Eli Lilly has objected to the ruling, contending that the test should be covered without restriction. And the Alzheimer's Association, a leading research advocacy and patient support organization, has posted on its website, "Despite the concerns and complications, we believe it is valuable to the Alzheimer field — to the pursuit of better Alzheimer diagnostics, treatments and preventions — to have this product more widely available."
But the Alzheimer's Association isn't entirely unbiased. Since 2008, it has received $1.6 million from Lilly. And in 2012 it received more than $4 million from all drug companies — many of which are selling Alzheimer's drugs.
The question patients and their families should be asking is, what does this test really offer?
Let's be clear: it does not cure the disease or affect symptoms. At best it identifies what might be causing a patient's forgetfulness. But, at worst, it can get that diagnosis wrong. According to the company's own post-mortem study of 59 terminally ill patients, false positives in scans for the presence of amyloid were reported in up to 3 percent of cases, while up to 20 percent of cases resulted in a false negative: patients were diagnosed as not having amyloid and thus Alzheimer's, even when they did.
To make things more confusing, while colloquially called an "Alzheimer's test," the scan doesn't diagnose Alzheimer's dementia — it only determines the presence of amyloid. And our understanding of the connection between the two is shaky. While everyone who has Alzheimer's also has amyloid, not everyone with amyloid has Alzheimer's dementia. Almost a third of cognitively normal elderly people have these protein clusters in their brains. On the scan they would light up. But those patients don't have Alzheimer's dementia and we don't know how likely they are to develop it in the future. Imagine the anguish of that error.
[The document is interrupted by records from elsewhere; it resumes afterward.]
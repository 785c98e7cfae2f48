use std::io::Write;

use owo_colors::OwoColorize;

use papergist_text::Sections;

/// Whether to use colored output.
#[derive(Debug, Clone, Copy)]
pub struct ColorMode(pub bool);

impl ColorMode {
    pub fn enabled(&self) -> bool {
        self.0
    }
}

/// Print the chunk table produced by a dry run.
pub fn print_chunk_table(
    w: &mut dyn Write,
    chunks: &[String],
    max_chunk_size: usize,
    color: ColorMode,
) -> std::io::Result<()> {
    writeln!(w, "{} chunks (budget {} chars):", chunks.len(), max_chunk_size)?;
    for (i, chunk) in chunks.iter().enumerate() {
        let chars = chunk.chars().count();
        let preview: String = chunk.chars().take(60).collect();
        let ellipsis = if chars > 60 { "..." } else { "" };
        let header = format!("[{}] {} chars", i + 1, chars);
        if color.enabled() && chars > max_chunk_size {
            // A chunk only exceeds the budget when a single sentence does.
            writeln!(w, "{}  {}{}", header.yellow(), preview, ellipsis)?;
        } else {
            writeln!(w, "{}  {}{}", header, preview, ellipsis)?;
        }
    }
    Ok(())
}

/// Print the final summary.
pub fn print_summary(w: &mut dyn Write, summary: &str, color: ColorMode) -> std::io::Result<()> {
    if color.enabled() {
        writeln!(w, "{}", "Summary".bold().green())?;
    } else {
        writeln!(w, "Summary")?;
    }
    writeln!(w, "{}", summary)?;
    Ok(())
}

/// Print the extracted sections, flagging the ones that were not found.
pub fn print_sections(w: &mut dyn Write, sections: &Sections, color: ColorMode) -> std::io::Result<()> {
    for (kind, text) in sections.iter() {
        if color.enabled() {
            writeln!(w, "{}", kind.label().bold().cyan())?;
        } else {
            writeln!(w, "== {} ==", kind.label())?;
        }
        if text.is_empty() {
            if color.enabled() {
                writeln!(w, "{}", "(not found)".dimmed())?;
            } else {
                writeln!(w, "(not found)")?;
            }
        } else {
            writeln!(w, "{}", text)?;
        }
        writeln!(w)?;
    }
    Ok(())
}
use once_cell::sync::Lazy;
use regex::Regex;

// Numbered list markers after a line start or whitespace. Model output
// rarely preserves line structure, so markers in running text count too.
static NUMBERED_MARKER: Lazy<Regex> =
    Lazy::new(|| Regex::new(r"(?m)(^|\s)\d{1,3}\.\s+").unwrap());

// Filler phrases summarization models lean on. Word-bounded so that
// "power" or "wet" are never touched.
static FILLER_TERMS: Lazy<Regex> =
    Lazy::new(|| Regex::new(r"(?i)\b(?:the\s+paper|this\s+paper|we|our)\b").unwrap());

static WHITESPACE_RUN: Lazy<Regex> = Lazy::new(|| Regex::new(r"\s+").unwrap());

/// Tidy an assembled summary: rewrite numbered-list markers into bullets,
/// delete filler phrases, collapse whitespace.
///
/// Purely textual; there is no check that a deleted filler word was not
/// load-bearing in context.
pub fn post_process(summary: &str) -> String {
    let bulleted = NUMBERED_MARKER.replace_all(summary, "${1}\u{2022} ");
    let stripped = FILLER_TERMS.replace_all(&bulleted, "");
    WHITESPACE_RUN.replace_all(&stripped, " ").trim().to_string()
}

#[cfg(test)]
mod tests {
    use super::*;

    #[test]
    fn bullets_and_filler_removal() {
        let out = post_process("1. We present results. 2. Our method works.");
        assert_eq!(out, "\u{2022} present results. \u{2022} method works.");
    }

    #[test]
    fn filler_matching_is_word_bounded() {
        let out = post_process("The wet towel lost power.");
        assert_eq!(out, "The wet towel lost power.");
    }

    #[test]
    fn filler_matching_is_case_insensitive() {
        let out = post_process("WE did it. THIS PAPER shows that OUR plan held.");
        assert_eq!(out, "did it. shows that plan held.");
    }

    #[test]
    fn numbered_markers_at_line_starts_become_bullets() {
        let out = post_process("1. first point\n2. second point");
        assert_eq!(out, "\u{2022} first point \u{2022} second point");
    }

    #[test]
    fn decimal_numbers_keep_their_digits() {
        // "3.5" has no whitespace after the dot, so it is not a marker.
        let out = post_process("Accuracy rose by 3.5 percent.");
        assert_eq!(out, "Accuracy rose by 3.5 percent.");
    }

    #[test]
    fn whitespace_is_collapsed_and_trimmed() {
        assert_eq!(post_process("  spread   out\ttext \n here "), "spread out text here");
    }

    #[test]
    fn empty_input_stays_empty() {
        assert_eq!(post_process(""), "");
    }
}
In fact, the only thing the scan can do is confirm that a patient's cognitive problems are not caused by Alzheimer's.
Even if it could diagnose Alzheimer's, it probably wouldn't make much difference to patients. Currently, there are five drugs on the market that treat dementia. None can cure the disease. None can change the downward trajectory of cognition. At best, they can relieve the symptoms of patients with moderate to severe Alzheimer's for about six to 12 months. And let's not forget these drugs all have side effects like fatigue, dizziness and pain.
Even those who advocated the general approval of the scan never argued that it would help patients decide whether or not to use medication: these drugs are not preventive; they are taken only by people who already have advanced Alzheimer's dementia. As one expert who is collaborating with Lilly put it: "Having an amyloid scan is hugely helpful not in determining drug therapy but for other things" — like planning.
But today, individuals 55 or younger are likely to live past 80, which means they stand a good chance of getting Alzheimer's dementia. We don't need an expensive test to tell us that we should all be planning for the possibility of Alzheimer's — investing in long-term care insurance, exercising and staying socially active.
Alzheimer's disease is scary. But that is no reason for society to waste a lot of money on a test that really doesn't help. It is a reason for a lot more research on Alzheimer's, including Medicare's randomized trial to evaluate the effectiveness of the test. This research will take time, but there is no other path forward.
Ezekiel J. Emanuel is an oncologist, vice provost at the University of Pennsylvania and contributing opinion writer.